Re: APIs for qp-trie //Re: Question: Is it OK to assume the address of bpf_dynptr_kern will be 8-bytes aligned and reuse the lowest bits to save extra info ?

Alexei Starovoitov <alexei.starovoitov@xxxxxxxxx> · Wed, 26 Jun 2024 20:35:13 -0700

On Wed, Jun 26, 2024 at 5:02 PM Andrii Nakryiko
<andrii.nakryiko@xxxxxxxxx> wrote:
>
> On Tue, Jun 25, 2024 at 9:30 PM Hou Tao <houtao@xxxxxxxxxxxxxxx> wrote:
> >
> > Hi,
> >
> > On 6/26/2024 10:06 AM, Alexei Starovoitov wrote:
> > > On Mon, Jun 24, 2024 at 7:12 AM Hou Tao <houtao@xxxxxxxxxxxxxxx> wrote:
> > >> Hi,
> > >>
> > >> Sorry to resurrect the old thread to continue the discussion of APIs for
> > >> qp-trie.
> > >>
> > >> On 8/26/2023 2:33 AM, Andrii Nakryiko wrote:
> > >>> On Tue, Aug 22, 2023 at 6:12 AM Hou Tao <houtao@xxxxxxxxxxxxxxx> wrote:
> > >>>> Hi,
> > >>>>
> > >> SNIP
> > >>
> > >>>> updated to allow using dynptr as map key for qp-trie.
> > >>>>> And that's the problem I just mentioned.
> > >>>>> PTR_TO_MAP_KEY is special. I don't think we should hack it to also
> > >>>>> mean ARG_PTR_TO_DYNPTR depending on the first argument (map type).
> > >>>> Sorry for misunderstanding your reply. But before switch to the kfuncl
> > >>>> way, could you please point me to some code or function which shows the
> > >>>> specialty of PTR_MAP_KEY ?
> > >>>>
> > >>>>
> > >>> Search in kernel/bpf/verifier.c how PTR_TO_MAP_KEY is handled. The
> > >>> logic assumes that there is associated struct bpf_map * pointer from
> > >>> which we know fixed-sized key length.
> > >>>
> > >>> But getting back to the topic at hand. I vaguely remember discussion
> > >>> we had, but it would be good if you could summarize it again here to
> > >>> avoid talking past each other. What is the bpf_map_ops changes you
> > >>> were thinking to do? How bpf_attr will look like? How BPF-side API for
> > >>> lookup/delete/update will look like?

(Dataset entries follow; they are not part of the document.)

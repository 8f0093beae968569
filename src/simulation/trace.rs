use std::fs;
use std::path::{Path, PathBuf};

use itertools::Itertools;
use tracing::{debug, info};

use crate::simulation::config::{Settings, TraceOd};
use crate::simulation::error::{AsimError, Result};
use crate::simulation::table::Table;

pub const LABEL_COLUMN: &str = "label";

/// Writes diagnostic files for the traced household and zone pair. Trace files are transposed:
/// one row per label, one column (`value_1`, `value_2`, ...) per traced instance.
#[derive(Debug, Clone)]
pub struct Tracer {
    trace_hh_id: Option<i64>,
    trace_od: Option<TraceOd>,
    output_dir: PathBuf,
}

impl Tracer {
    pub fn new(settings: &Settings, output_dir: &Path) -> Self {
        Tracer {
            trace_hh_id: settings.trace_hh_id,
            trace_od: settings.trace_od,
            output_dir: output_dir.to_path_buf(),
        }
    }

    pub fn trace_hh_id(&self) -> Option<i64> {
        self.trace_hh_id
    }

    pub fn trace_od(&self) -> Option<TraceOd> {
        self.trace_od
    }

    pub fn path(&self, file_name: &str) -> PathBuf {
        self.output_dir.join(file_name)
    }

    pub fn write(&self, file_name: &str, labels: &[&str], instances: &[Vec<String>]) -> Result<()> {
        let path = self.path(file_name);
        write_trace_csv(&path, labels, instances)?;
        debug!("Wrote {} traced instances to {path:?}", instances.len());
        Ok(())
    }

    /// Traces the rows of `table` whose household column equals the traced household.
    /// `household_column` is `None` for tables indexed by household id.
    pub fn trace_household_rows(
        &self,
        file_name: &str,
        table: &Table,
        household_column: Option<&str>,
    ) -> Result<()> {
        let Some(hh_id) = self.trace_hh_id else {
            return Ok(());
        };
        let positions: Vec<usize> = match household_column {
            Some(column) => table
                .ints(column)?
                .iter()
                .positions(|&hh| hh == hh_id)
                .collect(),
            None => table.position(hh_id).ok().into_iter().collect(),
        };
        let labels: Vec<&str> = std::iter::once(table.index_name())
            .chain(table.column_names())
            .collect();
        let instances: Vec<Vec<String>> = positions.iter().map(|&p| table.row_strings(p)).collect();
        self.write(file_name, &labels, &instances)
    }
}

/// Writes instances (one value per label each) as a transposed, label keyed csv file.
pub fn write_trace_csv(path: &Path, labels: &[&str], instances: &[Vec<String>]) -> Result<()> {
    if let Some(parent) = path.parent() {
        if !parent.as_os_str().is_empty() {
            fs::create_dir_all(parent).map_err(AsimError::io(parent))?;
        }
    }
    if let Some(instance) = instances.iter().find(|i| i.len() != labels.len()) {
        return Err(AsimError::MalformedTrace {
            path: path.to_path_buf(),
            reason: format!(
                "instance has {} values for {} labels",
                instance.len(),
                labels.len()
            ),
        });
    }

    let mut writer = csv::Writer::from_path(path).map_err(AsimError::csv(path))?;
    let header: Vec<String> = std::iter::once(LABEL_COLUMN.to_string())
        .chain((1..=instances.len()).map(|i| format!("value_{i}")))
        .collect();
    writer.write_record(&header).map_err(AsimError::csv(path))?;
    for (i, label) in labels.iter().enumerate() {
        let record = std::iter::once(*label).chain(instances.iter().map(|inst| inst[i].as_str()));
        writer.write_record(record).map_err(AsimError::csv(path))?;
    }
    writer.flush().map_err(AsimError::io(path))?;
    Ok(())
}

/// A trace file transposed back into one row per traced instance, with the labels as columns.
/// Values are kept as the strings found in the file.
#[derive(Debug, Clone, PartialEq)]
pub struct TraceFrame {
    labels: Vec<String>,
    rows: Vec<Vec<String>>,
}

pub fn read_trace_csv(path: &Path) -> Result<TraceFrame> {
    let mut reader = csv::Reader::from_path(path).map_err(AsimError::csv(path))?;
    let headers = reader.headers().map_err(AsimError::csv(path))?.clone();
    if headers.get(0).map(str::trim) != Some(LABEL_COLUMN) {
        return Err(AsimError::MalformedTrace {
            path: path.to_path_buf(),
            reason: format!("first column must be `{LABEL_COLUMN}`"),
        });
    }
    let instances = headers.len().saturating_sub(1);

    let mut labels = Vec::new();
    let mut rows: Vec<Vec<String>> = vec![Vec::new(); instances];
    for record in reader.records() {
        let record = record.map_err(AsimError::csv(path))?;
        let mut fields = record.iter();
        let label = fields.next().unwrap_or_default();
        labels.push(label.to_string());
        for (row, value) in rows.iter_mut().zip(fields) {
            row.push(value.to_string());
        }
    }
    info!(
        "Read trace {path:?} with {instances} instances and labels {labels:?}"
    );
    Ok(TraceFrame { labels, rows })
}

impl TraceFrame {
    pub fn len(&self) -> usize {
        self.rows.len()
    }

    pub fn is_empty(&self) -> bool {
        self.rows.is_empty()
    }

    pub fn labels(&self) -> &[String] {
        &self.labels
    }

    pub fn column(&self, label: &str) -> Result<Vec<&str>> {
        let i = self.label_position(label)?;
        Ok(self.rows.iter().map(|row| row[i].as_str()).collect())
    }

    /// Stable sort by the given labels. Values compare as strings.
    pub fn sort_by(&mut self, labels: &[&str]) -> Result<()> {
        let keys = labels
            .iter()
            .map(|l| self.label_position(l))
            .collect::<Result<Vec<_>>>()?;
        let rows = &self.rows;
        let order: Vec<usize> = (0..rows.len())
            .sorted_by(|&a, &b| {
                let key = |r: usize| keys.iter().map(move |&k| &rows[r][k]);
                key(a).cmp(key(b))
            })
            .collect();
        self.rows = order.iter().map(|&i| self.rows[i].clone()).collect();
        Ok(())
    }

    fn label_position(&self, label: &str) -> Result<usize> {
        self.labels
            .iter()
            .position(|l| l == label)
            .ok_or_else(|| AsimError::MissingColumn {
                table: "trace".to_string(),
                column: label.to_string(),
            })
    }
}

And then let's go from there?
> > >>> Thanks!
> > >>>
> > >>> .
> > >> The APIs for qp-trie are composed of the followings 5 parts:
> > >>
> > >> (1) map definition for qp-trie
> > >>
> > >> The key is bpf_dynptr and map_extra specifies the max length of key.
> > >>
> > >> struct {
> > >>     __uint(type, BPF_MAP_TYPE_QP_TRIE);
> > >>     __type(key, struct bpf_dynptr);
> > >>     __type(value, unsigned int);
> > >>     __uint(map_flags, BPF_F_NO_PREALLOC);
> > >>     __uint(map_extra, 1024);
> > >> } qp_trie SEC(".maps");
> > >>
> > >> (2) bpf_attr
> > >>
> > >> Add key_sz & next_key_sz into anonymous struct to support map with
> > >> variable-size key. We could add value_sz if the map with variable-size
> > >> value is supported in the future.
> > >>
> > >>         struct { /* anonymous struct used by BPF_MAP_*_ELEM commands */
> > >>                 __u32           map_fd;
> > >>                 __aligned_u64   key;
> > >>                 union {
> > >>                         __aligned_u64 value;
> > >>                         __aligned_u64 next_key;
> > >>                 };
> > >>                 __u64           flags;
> > >>                 __u32           key_sz;
> > >>                 __u32           next_key_sz;
> > >>         };
> > >>
> > >> (3) libbpf API
> > >>
> > >> Add bpf_map__get_next_sized_key() to high level APIs.
> > >>
> > >> LIBBPF_API int bpf_map__get_next_sized_key(const struct bpf_map *map,
> > >>                                            const void *cur_key,
> > >>                                            size_t cur_key_sz,
> > >>                                            void *next_key, size_t
> > >> *next_key_sz);
> > >>
> > >> Add
> > >> bpf_map_update_sized_elem()/bpf_map_lookup_sized_elem()/bpf_map_delete_sized_elem()/bpf_map_get_next_sized_key()
> > >> to low level APIs.
> > >> These APIs have already considered the case in which map has
> > >> variable-size value, so there will be no need to add other new APIs to
> > >> support such case.
> > >>
> > >> LIBBPF_API int bpf_map_update_sized_elem(int fd, const void *key, size_t
> > >> key_sz,
> > >>                                          const void *value, size_t value_sz,
> > >>                                          __u64 flags);
> > >> LIBBPF_API int bpf_map_lookup_sized_elem(int fd, const void *key, size_t
> > >> key_sz,
> > >>                                          void *value, size_t *value_sz,
> > >>                                          __u64 flags);
> > >> LIBBPF_API int bpf_map_delete_sized_elem(int fd, const void *key, size_t
> > >> key_sz,
> > >>                                          __u64 flags);
> > >> LIBBPF_API int bpf_map_get_next_sized_key(int fd,
> > >>                                           const void *key, size_t key_sz,
> > >>                                           void *next_key, size_t
> > >> *next_key_sz);
> > > I don't like this approach.
> > > It looks messy to me and solving one specific case where
> > > key/value is a blob of bytes.
> > > In other words it's taking api to pre-BTF days when everything
> > > was an opaque blob.
> >
> > I see.
> > > I think we need a new object dynptr-like that is composable with other types.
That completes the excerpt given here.